Selezione del giusto metodo di trasfezione
Per l'introduzione dei plasmidi lentivirali nelle cellule HEK293T, consigliamo i metodi di precipitazione con fosfato di calcio o di trasfezione con polietilenimina (PEI). Entrambi gli approcci si sono dimostrati molto efficaci nei nostri laboratori: il fosfato di calcio è la scelta tradizionale, mentre la PEI offre un'alternativa più economica senza sacrificare l'efficienza. Il metodo del fosfato di calcio eccelle per il suo impatto delicato sulla vitalità delle cellule, mentre la PEI offre in genere tassi di trasfezione leggermente superiori nelle nostre mani. Per chi si avvicina per la prima volta al metodo PEI, suggeriamo di iniziare con un rapporto DNA:PEI di 1:3, in quanto tende a essere più indulgente nei confronti delle variazioni di tecnica, pur garantendo un'eccellente resa virale.
Tempistica ottimale per la raccolta dei vettori
La tempistica della raccolta dei vettori lentivirali ha un impatto significativo sia sulla resa che sulla qualità. I nostri test approfonditi con le cellule HEK293T dimostrano che un approccio a doppia raccolta massimizza la produzione virale. Raccomandiamo di eseguire il primo raccolto a 48 ore dalla trasfezione, quando la produzione virale ha raggiunto un livello sostanziale ma prima che si verifichi una morte cellulare significativa. Dopo un'attenta raccolta e sostituzione del terreno di coltura, un secondo raccolto a 72 ore dalla trasfezione cattura le particelle virali aggiuntive prodotte durante questo periodo. Questa strategia di raccolta sequenziale aumenta in genere la resa totale del 30-50% rispetto a una singola raccolta, senza compromettere la qualità del vettore. Per le applicazioni sensibili ai tempi, la sola raccolta a 48 ore fornisce generalmente un titolo sufficiente per la maggior parte delle esigenze sperimentali.

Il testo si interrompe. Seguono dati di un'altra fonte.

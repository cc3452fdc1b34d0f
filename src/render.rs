//! Lays out one ledger worksheet: the cleaned table on the left, the
//! category summary on the right, the total-expenses line under it and a
//! column chart of the category sums.

use crate::cleaner::CleanedBatch;
use crate::error::Result;
use crate::ingestion::SheetCells;
use crate::record::CellValue;
use crate::schema::LedgerConfig;
use crate::utils::{datetime_to_excel_serial, has_time_component};
use log::debug;
use rust_xlsxwriter::{
    Chart, ChartType, Color, Format, FormatAlign, FormatBorder, Formula, Worksheet,
};
use std::collections::{BTreeMap, HashMap};

pub const HEADER_FILL: u32 = 0xE5F1FB;
pub const CURRENCY_FORMAT: &str = "#,##0.00";
pub const DATE_FORMAT: &str = "dd.mm.yyyy";
pub const DATETIME_FORMAT: &str = "dd.mm.yyyy hh:mm:ss";
pub const MIN_COLUMN_WIDTH: f64 = 10.0;
pub const MAX_COLUMN_WIDTH: f64 = 60.0;
const CHART_STYLE: u8 = 10;

#[derive(Debug, Clone, Copy, Default, PartialEq, Eq, Hash)]
pub enum NumberStyle {
    #[default]
    General,
    Currency,
    Date,
    DateTime,
}

#[derive(Debug, Clone, Copy, Default, PartialEq, Eq, Hash)]
pub struct CellStyle {
    pub bold: bool,
    pub header_fill: bool,
    pub centered: bool,
    pub right_aligned: bool,
    pub number: NumberStyle,
    pub border_top: bool,
    pub border_bottom: bool,
    pub border_left: bool,
    pub border_right: bool,
}

impl CellStyle {
    fn is_default(&self) -> bool {
        *self == CellStyle::default()
    }

    fn to_format(self) -> Format {
        let mut format = Format::new();
        if self.bold {
            format = format.set_bold();
        }
        if self.header_fill {
            format = format.set_background_color(Color::RGB(HEADER_FILL));
        }
        if self.centered {
            format = format.set_align(FormatAlign::Center);
        }
        if self.right_aligned {
            format = format.set_align(FormatAlign::Right);
        }
        format = match self.number {
            NumberStyle::General => format,
            NumberStyle::Currency => format.set_num_format(CURRENCY_FORMAT),
            NumberStyle::Date => format.set_num_format(DATE_FORMAT),
            NumberStyle::DateTime => format.set_num_format(DATETIME_FORMAT),
        };
        if self.border_top {
            format = format.set_border_top(FormatBorder::Thick);
        }
        if self.border_bottom {
            format = format.set_border_bottom(FormatBorder::Thick);
        }
        if self.border_left {
            format = format.set_border_left(FormatBorder::Thick);
        }
        if self.border_right {
            format = format.set_border_right(FormatBorder::Thick);
        }
        format
    }
}

#[derive(Debug, Clone, Default, PartialEq)]
pub struct LaidCell {
    pub value: CellValue,
    pub style: CellStyle,
}

/// Cell ranges are `(first_row, last_row, column)`, inclusive.
#[derive(Debug, Clone, PartialEq)]
pub struct ChartPlacement {
    pub anchor_row: u32,
    pub anchor_col: u16,
    pub series_name: String,
    pub categories: (u32, u32, u16),
    pub values: (u32, u32, u16),
}

/// Everything that ends up on a ledger sheet, positioned but not yet written.
#[derive(Debug, Clone, Default, PartialEq)]
pub struct SheetLayout {
    pub cells: BTreeMap<(u32, u16), LaidCell>,
    pub column_widths: BTreeMap<u16, f64>,
    pub chart: Option<ChartPlacement>,
    pub summary_col: u16,
    pub total_row: u32,
}

impl SheetLayout {
    pub fn cell(&self, row: u32, col: u16) -> Option<&LaidCell> {
        self.cells.get(&(row, col))
    }

    fn put(&mut self, row: u32, col: u16, value: CellValue) -> &mut CellStyle {
        let cell = self.cells.entry((row, col)).or_default();
        cell.value = value;
        &mut cell.style
    }

    fn style_mut(&mut self, row: u32, col: u16) -> &mut CellStyle {
        &mut self.cells.entry((row, col)).or_default().style
    }

    fn autosize(&mut self, col: u16, header: &str, values: impl Iterator<Item = String>) {
        let longest = values
            .map(|v| v.chars().count())
            .chain(std::iter::once(header.chars().count()))
            .max()
            .unwrap_or(0);
        let width = (longest + 2) as f64;
        self.column_widths
            .insert(col, width.clamp(MIN_COLUMN_WIDTH, MAX_COLUMN_WIDTH));
    }

    fn currency_column(&mut self, col: u16, first_row: u32, last_row: u32) {
        for row in first_row..=last_row {
            let style = self.style_mut(row, col);
            style.number = NumberStyle::Currency;
            style.right_aligned = true;
        }
    }

    fn thick_frame(&mut self, first_row: u32, last_row: u32, first_col: u16, last_col: u16) {
        for row in first_row..=last_row {
            for col in first_col..=last_col {
                let style = self.style_mut(row, col);
                style.border_top |= row == first_row;
                style.border_bottom |= row == last_row;
                style.border_left |= col == first_col;
                style.border_right |= col == last_col;
            }
        }
    }
}

fn col_index(idx: usize) -> u16 {
    u16::try_from(idx).unwrap_or(u16::MAX)
}

fn row_index(idx: usize) -> u32 {
    u32::try_from(idx).unwrap_or(u32::MAX)
}

/// Computes the full sheet layout for a cleaned batch.
pub fn layout_sheet(cleaned: &CleanedBatch, config: &LedgerConfig) -> SheetLayout {
    let batch = &cleaned.batch;
    let mut layout = SheetLayout::default();

    // Cleaned table at A1.
    for (c, column) in batch.columns.iter().enumerate() {
        let col = col_index(c);
        layout.put(0, col, CellValue::text(column.clone()));
        for (r, row) in batch.rows.iter().enumerate() {
            let value = batch.cell(row, column);
            let number = match &value {
                CellValue::DateTime(dt) if has_time_component(dt) => NumberStyle::DateTime,
                CellValue::DateTime(_) => NumberStyle::Date,
                _ => NumberStyle::General,
            };
            layout.put(row_index(r + 1), col, value).number = number;
        }
        layout.autosize(
            col,
            column,
            batch.rows.iter().map(|row| batch.cell(row, column).display()),
        );
    }
    let main_last_row = row_index(batch.len());
    let main_last_col = col_index(batch.columns.len().saturating_sub(1));
    if let Some(amount_idx) = batch.columns.iter().position(|c| *c == batch.amount_column) {
        if !batch.is_empty() {
            layout.currency_column(col_index(amount_idx), 1, main_last_row);
        }
    }
    layout.thick_frame(0, main_last_row, 0, main_last_col);

    // Category summary, one blank column to the right of the cleaned table.
    let cat_col = col_index(batch.columns.len() + 1);
    let sum_col = cat_col + 1;
    let categories = cleaned.aggregate.len();
    layout.summary_col = cat_col;

    layout.put(0, cat_col, CellValue::text(config.summary_title.clone())).bold = true;
    for (col, header) in [(cat_col, &config.category_column), (sum_col, &config.amount_column)] {
        let style = layout.put(1, col, CellValue::text(header.clone()));
        style.bold = true;
        style.header_fill = true;
        style.centered = true;
    }
    for (i, (category, sum)) in cleaned.aggregate.iter().enumerate() {
        let row = row_index(i + 2);
        layout.put(row, cat_col, CellValue::text(category));
        layout.put(row, sum_col, CellValue::Number(sum));
    }
    layout.autosize(
        cat_col,
        &config.category_column,
        cleaned.aggregate.iter().map(|(name, _)| name.to_string()),
    );
    layout.autosize(
        sum_col,
        &config.amount_column,
        cleaned
            .aggregate
            .iter()
            .map(|(_, sum)| CellValue::Number(sum).display()),
    );

    let cat_last_row = row_index(categories + 1);
    let total_row = cat_last_row + 2;
    layout.total_row = total_row;
    layout
        .put(total_row, cat_col, CellValue::text(config.total_label.clone()))
        .bold = true;
    layout.put(total_row, sum_col, CellValue::Number(cleaned.total));

    if categories > 0 {
        layout.currency_column(sum_col, 2, cat_last_row);
        layout.thick_frame(1, cat_last_row, cat_col, sum_col);
        layout.chart = Some(ChartPlacement {
            anchor_row: total_row + 2,
            anchor_col: cat_col,
            series_name: config.amount_column.clone(),
            categories: (2, cat_last_row, cat_col),
            values: (2, cat_last_row, sum_col),
        });
    }

    layout
}

fn write_cell(worksheet: &mut Worksheet, row: u32, col: u16, cell: &LaidCell, format: &Format) -> Result<()> {
    match &cell.value {
        CellValue::Empty => {
            if !cell.style.is_default() {
                worksheet.write_blank(row, col, format)?;
            }
        }
        CellValue::Text(s) => {
            worksheet.write_string_with_format(row, col, s, format)?;
        }
        CellValue::Number(n) => {
            worksheet.write_number_with_format(row, col, *n, format)?;
        }
        CellValue::Bool(b) => {
            worksheet.write_boolean_with_format(row, col, *b, format)?;
        }
        CellValue::DateTime(dt) => {
            worksheet.write_number_with_format(row, col, datetime_to_excel_serial(dt), format)?;
        }
    }
    Ok(())
}

fn insert_chart(
    worksheet: &mut Worksheet,
    sheet_name: &str,
    placement: &ChartPlacement,
    config: &LedgerConfig,
) -> Result<()> {
    let (cat_first, cat_last, cat_col) = placement.categories;
    let (val_first, val_last, val_col) = placement.values;

    let mut chart = Chart::new(ChartType::Column);
    chart.set_style(CHART_STYLE);
    chart
        .add_series()
        .set_name(placement.series_name.as_str())
        .set_categories((sheet_name, cat_first, cat_col, cat_last, cat_col))
        .set_values((sheet_name, val_first, val_col, val_last, val_col));
    chart.x_axis().set_name(config.chart_x_axis_title.as_str());
    chart.y_axis().set_name(config.chart_y_axis_title.as_str());

    worksheet.insert_chart(placement.anchor_row, placement.anchor_col, &chart)?;
    Ok(())
}

/// Writes a cleaned batch onto `worksheet`, which must be empty and already
/// carry `sheet_name` (the chart refers to its own cells by sheet name).
pub fn render_sheet(
    worksheet: &mut Worksheet,
    sheet_name: &str,
    cleaned: &CleanedBatch,
    config: &LedgerConfig,
) -> Result<()> {
    render_layout(worksheet, sheet_name, &layout_sheet(cleaned, config), config)
}

/// Writes a computed layout. A chart that cannot be built is skipped, never
/// reported.
pub fn render_layout(
    worksheet: &mut Worksheet,
    sheet_name: &str,
    layout: &SheetLayout,
    config: &LedgerConfig,
) -> Result<()> {
    let mut formats: HashMap<CellStyle, Format> = HashMap::new();
    for (&(row, col), cell) in &layout.cells {
        let format = formats
            .entry(cell.style)
            .or_insert_with(|| cell.style.to_format());
        write_cell(worksheet, row, col, cell, format)?;
    }
    for (&col, &width) in &layout.column_widths {
        worksheet.set_column_width(col, width)?;
    }

    if let Some(placement) = &layout.chart {
        if let Err(err) = insert_chart(worksheet, sheet_name, placement, config) {
            debug!("Skipping chart on sheet '{}': {}", sheet_name, err);
        }
    }
    Ok(())
}

/// Writes cell values and formulas, keeping dates readable. Used for sheets
/// the engine keeps but does not own. Formulas carry their cached value as
/// the result.
pub fn render_cells(worksheet: &mut Worksheet, cells: &SheetCells) -> Result<()> {
    let plain = Format::new();
    let date = CellStyle {
        number: NumberStyle::Date,
        ..CellStyle::default()
    }
    .to_format();
    let datetime = CellStyle {
        number: NumberStyle::DateTime,
        ..CellStyle::default()
    }
    .to_format();

    for (r, row) in cells.grid.iter().enumerate() {
        for (c, value) in row.iter().enumerate() {
            let (row, col) = (row_index(r), col_index(c));
            if cells.formulas.contains_key(&(row, col)) {
                continue;
            }
            let format = match value {
                CellValue::DateTime(dt) if has_time_component(dt) => &datetime,
                CellValue::DateTime(_) => &date,
                _ => &plain,
            };
            let cell = LaidCell {
                value: value.clone(),
                style: CellStyle::default(),
            };
            write_cell(worksheet, row, col, &cell, format)?;
        }
    }

    for (&(row, col), text) in &cells.formulas {
        let cached = cells
            .grid
            .get(row as usize)
            .and_then(|cells| cells.get(col as usize))
            .map(CellValue::display)
            .unwrap_or_default();
        let mut formula = Formula::new(text.as_str());
        if !cached.is_empty() {
            formula = formula.set_result(cached);
        }
        worksheet.write_formula(row, col, formula)?;
    }
    Ok(())
}
//! Projection of plugin resource files into the live resource directories.

use super::ResourceKind;
use crate::error::Result;
use crate::project::Project;
use crate::storage::{EntryKind, Storage};
use std::path::{Path, PathBuf};

/// Outcome of linking one plugin's resources of one kind.
#[derive(Debug, Clone, Default, PartialEq, Eq)]
pub struct ApplyReport {
    pub linked: Vec<String>,
    /// Names skipped because something already occupied the destination
    pub shadowed: Vec<String>,
}

/// Manages the symbolic links in `<claude_dir>/agents` and
/// `<claude_dir>/commands`. Only symbolic links are ever removed; regular
/// files in those directories belong to the user.
pub struct SymlinkMaterializer<'a, S: Storage> {
    storage: &'a S,
    project: &'a Project,
}

impl<'a, S: Storage> SymlinkMaterializer<'a, S> {
    pub fn new(storage: &'a S, project: &'a Project) -> Self {
        Self { storage, project }
    }

    /// Remove every symbolic link from all live resource directories.
    /// Returns the number of links removed.
    pub fn clear(&self) -> Result<usize> {
        let mut removed = 0;
        for kind in ResourceKind::ALL {
            let dir = self.project.live_dir(kind);
            if !self.storage.is_dir(&dir) {
                continue;
            }
            for entry in self.storage.read_dir(&dir)? {
                if entry.kind == EntryKind::Symlink {
                    self.storage.remove_file(&entry.path)?;
                    removed += 1;
                }
            }
        }
        tracing::debug!(removed, "cleared managed links");
        Ok(removed)
    }

    /// Link each of `sources` into the live directory for `kind`, unless an
    /// entry with the same file name is already there.
    pub fn apply(&self, kind: ResourceKind, sources: &[PathBuf]) -> Result<ApplyReport> {
        let live_dir = self.project.live_dir(kind);
        self.storage.create_dir_all(&live_dir)?;

        let mut report = ApplyReport::default();
        for source in sources {
            let Some(file_name) = source.file_name() else {
                continue;
            };
            let name = file_name.to_string_lossy().to_string();
            let dest = live_dir.join(file_name);

            if self.storage.entry_exists(&dest) {
                tracing::debug!(
                    %kind,
                    name = %name,
                    existing = %describe(self.storage, &dest),
                    "resource shadowed by an earlier entry"
                );
                report.shadowed.push(name);
                continue;
            }

            self.storage.symlink(source, &dest)?;
            report.linked.push(name);
        }
        Ok(report)
    }
}

fn describe<S: Storage>(storage: &S, path: &Path) -> String {
    match storage.read_link(path) {
        Ok(target) => target.display().to_string(),
        Err(_) => "user file".to_string(),
    }
}
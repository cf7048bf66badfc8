//! Persisted enablement state.

use crate::error::{CcManagerError, Result};
use crate::storage::Storage;
use serde::{Deserialize, Serialize};
use std::path::PathBuf;

/// Ordered list of enabled plugins. Order is merge precedence and document
/// order; names are unique.
#[derive(Debug, Clone, Default, PartialEq, Eq, Serialize, Deserialize)]
pub struct PluginState {
    #[serde(default)]
    pub enabled: Vec<String>,
}

impl PluginState {
    pub fn is_enabled(&self, name: &str) -> bool {
        self.enabled.iter().any(|n| n == name)
    }

    /// Append `name` to the enabled list. Returns false if already present.
    pub fn enable(&mut self, name: &str) -> bool {
        if self.is_enabled(name) {
            return false;
        }
        self.enabled.push(name.to_string());
        true
    }

    /// Remove `name` from the enabled list. Returns false if absent.
    pub fn disable(&mut self, name: &str) -> bool {
        let before = self.enabled.len();
        self.enabled.retain(|n| n != name);
        self.enabled.len() != before
    }

    /// Drop repeated names, keeping the first occurrence. Returns how many
    /// entries were dropped.
    fn dedup(&mut self) -> usize {
        let before = self.enabled.len();
        let mut seen = Vec::with_capacity(before);
        self.enabled.retain(|name| {
            if seen.contains(name) {
                false
            } else {
                seen.push(name.clone());
                true
            }
        });
        before - self.enabled.len()
    }
}

pub struct StateStore<'a, S: Storage> {
    storage: &'a S,
    path: PathBuf,
}

impl<'a, S: Storage> StateStore<'a, S> {
    pub fn new(storage: &'a S, path: impl Into<PathBuf>) -> Self {
        Self {
            storage,
            path: path.into(),
        }
    }

    /// Read the persisted state.
    ///
    /// A missing file is an empty state. An unreadable or corrupt file is
    /// logged and also treated as empty: the next write replaces whatever
    /// was there.
    pub fn read(&self) -> PluginState {
        if !self.storage.exists(&self.path) {
            return PluginState::default();
        }

        let parsed = self
            .storage
            .read_to_string(&self.path)
            .map_err(|e| e.to_string())
            .and_then(|content| {
                serde_json::from_str::<PluginState>(&content).map_err(|e| e.to_string())
            });

        match parsed {
            Ok(mut state) => {
                let dropped = state.dedup();
                if dropped > 0 {
                    tracing::warn!(
                        path = %self.path.display(),
                        dropped,
                        "state file lists duplicate plugins; keeping first occurrences"
                    );
                }
                state
            }
            Err(error) => {
                tracing::warn!(
                    path = %self.path.display(),
                    %error,
                    "Error reading state file, starting with empty state"
                );
                PluginState::default()
            }
        }
    }

    /// Persist `state`, creating the containing directory if needed.
    pub fn write(&self, state: &PluginState) -> Result<()> {
        if let Some(parent) = self.path.parent() {
            self.storage.create_dir_all(parent)?;
        }
        let data =
            serde_json::to_string_pretty(state).map_err(|source| CcManagerError::Serialize {
                what: "plugin state",
                source,
            })?;
        self.storage.write(&self.path, &data)?;
        Ok(())
    }
}
//! Assembly of the live `CLAUDE.md` from per-plugin fragments.

pub fn begin_marker(plugin: &str) -> String {
    format!("<!-- BEGIN PLUGIN: {} -->", plugin)
}

pub fn end_marker(plugin: &str) -> String {
    format!("<!-- END PLUGIN: {} -->", plugin)
}

/// Concatenates documentation fragments, each wrapped in marker comments
/// naming its plugin, in the order they are appended.
#[derive(Debug, Default)]
pub struct DocumentAssembler {
    text: String,
}

impl DocumentAssembler {
    pub fn new() -> Self {
        Self::default()
    }

    /// Append a plugin's fragment. Blank fragments add nothing.
    pub fn append(&mut self, plugin: &str, fragment: &str) {
        if fragment.trim().is_empty() {
            return;
        }
        self.text.push_str("\n\n");
        self.text.push_str(&begin_marker(plugin));
        self.text.push('\n');
        self.text.push_str(fragment);
        self.text.push('\n');
        self.text.push_str(&end_marker(plugin));
        self.text.push('\n');
    }

    pub fn finish(self) -> String {
        self.text.trim().to_string()
    }
}
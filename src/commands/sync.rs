use crate::error::Result;
use crate::plugins::{PluginManager, SyncReport};
use crate::storage::Storage;

pub fn execute<S: Storage>(manager: &PluginManager<S>) -> Result<()> {
    let report = manager.sync()?;
    print_shadowed(&report);
    for name in &report.missing {
        println!("Warning: enabled plugin \"{}\" has no directory", name);
    }
    println!(
        "Synced {} plugin(s), {} link(s) created.",
        report.plugins.len(),
        report.links_created
    );
    Ok(())
}

/// Tell the user about resources hidden by an earlier plugin or a user file
pub(crate) fn print_shadowed(report: &SyncReport) {
    for (kind, file, plugin) in &report.shadowed {
        println!(
            "Note: {}/{} from plugin \"{}\" is shadowed by an existing entry",
            kind, file, plugin
        );
    }
}
use crate::cli::Cli;
use crate::error::Result;
use crate::utils::path::home_dir;
use serde::{Deserialize, Serialize};
use std::path::Path;

pub const CONFIG_FILE: &str = ".cc-manager.toml";

#[derive(Debug, Clone, Serialize, Deserialize, Default)]
pub struct Config {
    #[serde(default)]
    pub paths: PathsConfig,

    #[serde(default)]
    pub sync: SyncConfig,
}

/// Locations of the managed files. Unset values fall back to the defaults in
/// [`crate::project`].
#[derive(Debug, Clone, Serialize, Deserialize, Default)]
pub struct PathsConfig {
    /// Claude configuration directory, relative to the project root
    #[serde(default, skip_serializing_if = "Option::is_none")]
    pub claude_dir: Option<String>,

    /// Plugins root, relative to the Claude directory
    #[serde(default, skip_serializing_if = "Option::is_none")]
    pub plugins_dir: Option<String>,

    /// Enablement state file, relative to the Claude directory
    #[serde(default, skip_serializing_if = "Option::is_none")]
    pub state_file: Option<String>,
}

#[derive(Debug, Clone, Serialize, Deserialize, Default)]
pub struct SyncConfig {
    /// Hold an exclusive lock file around state changes and regeneration.
    /// Unset means enabled.
    #[serde(default, skip_serializing_if = "Option::is_none")]
    pub lock: Option<bool>,
}

impl Config {
    /// Load configuration with precedence:
    /// 1. CLI flags (applied later via with_cli_overrides)
    /// 2. Environment variables
    /// 3. Project config (.cc-manager.toml in project root)
    /// 4. Global config (~/.cc-manager.toml)
    /// 5. Built-in defaults
    pub fn load(project_root: &Path) -> Result<Self> {
        let mut config = Self::default();

        if let Some(home) = home_dir() {
            let global_config = home.join(CONFIG_FILE);
            if global_config.exists() {
                config = config.merge(Self::from_file(&global_config)?);
            }
        }

        let project_config = project_root.join(CONFIG_FILE);
        if project_config.exists() {
            config = config.merge(Self::from_file(&project_config)?);
        }

        Ok(config.merge_env())
    }

    /// Load configuration from a TOML file
    pub fn from_file(path: &Path) -> Result<Self> {
        let contents = std::fs::read_to_string(path)?;
        let config: Config = toml::from_str(&contents)?;
        Ok(config)
    }

    /// Merge another config into this one (other takes precedence)
    fn merge(mut self, other: Self) -> Self {
        if other.paths.claude_dir.is_some() {
            self.paths.claude_dir = other.paths.claude_dir;
        }
        if other.paths.plugins_dir.is_some() {
            self.paths.plugins_dir = other.paths.plugins_dir;
        }
        if other.paths.state_file.is_some() {
            self.paths.state_file = other.paths.state_file;
        }

        if other.sync.lock.is_some() {
            self.sync.lock = other.sync.lock;
        }

        self
    }

    /// Apply environment variable overrides
    fn merge_env(mut self) -> Self {
        if let Some(dir) = non_empty_env("CC_MANAGER_CLAUDE_DIR") {
            self.paths.claude_dir = Some(dir);
        }
        if let Some(dir) = non_empty_env("CC_MANAGER_PLUGINS_DIR") {
            self.paths.plugins_dir = Some(dir);
        }
        if let Some(value) = non_empty_env("CC_MANAGER_NO_LOCK") {
            if value != "0" && !value.eq_ignore_ascii_case("false") {
                self.sync.lock = Some(false);
            }
        }
        self
    }

    /// Apply CLI overrides (highest precedence)
    pub fn with_cli_overrides(mut self, cli: &Cli) -> Self {
        if let Some(dir) = &cli.claude_dir {
            self.paths.claude_dir = Some(dir.to_string_lossy().to_string());
        }
        if cli.no_lock {
            self.sync.lock = Some(false);
        }
        self
    }

    /// Whether state changes run under the exclusive lock file
    pub fn lock_enabled(&self) -> bool {
        self.sync.lock.unwrap_or(true)
    }
}

fn non_empty_env(key: &str) -> Option<String> {
    std::env::var(key).ok().filter(|v| !v.is_empty())
}
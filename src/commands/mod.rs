pub mod add;
pub mod disable;
pub mod enable;
pub mod list;
pub mod remove;
pub mod resource_files;
pub mod resources;
pub mod sync;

Intervallo di titoli previsti e ottimizzazione della resa
Seguendo il nostro protocollo ottimizzato, le preparazioni lentivirali non concentrate producono in genere titoli compresi tra106 e108 unità di trasduzione per millilitro (TU/mL), a seconda del vettore di trasferimento specifico e del tipo di cellula bersaglio. Per applicazioni che richiedono concentrazioni più elevate, l'ultracentrifugazione o la precipitazione con PEG possono aumentare i titoli di 100-1000 volte. Per massimizzare la resa, si consiglia di integrare il terreno di coltura con butirrato di sodio (10 mM) dopo la trasfezione, che può aumentare la produzione virale inibendo le istone deacetilasi e promuovendo la trascrizione dai promotori virali. Inoltre, l'abbassamento della temperatura di incubazione a 32-34°C durante la fase di raccolta può aumentare ulteriormente i rendimenti rallentando la degradazione virale e mantenendo la produzione. Grazie a queste ottimizzazioni, le nostre cellule HEK293T forniscono costantemente preparazioni virali di alta qualità adatte anche alle applicazioni più impegnative.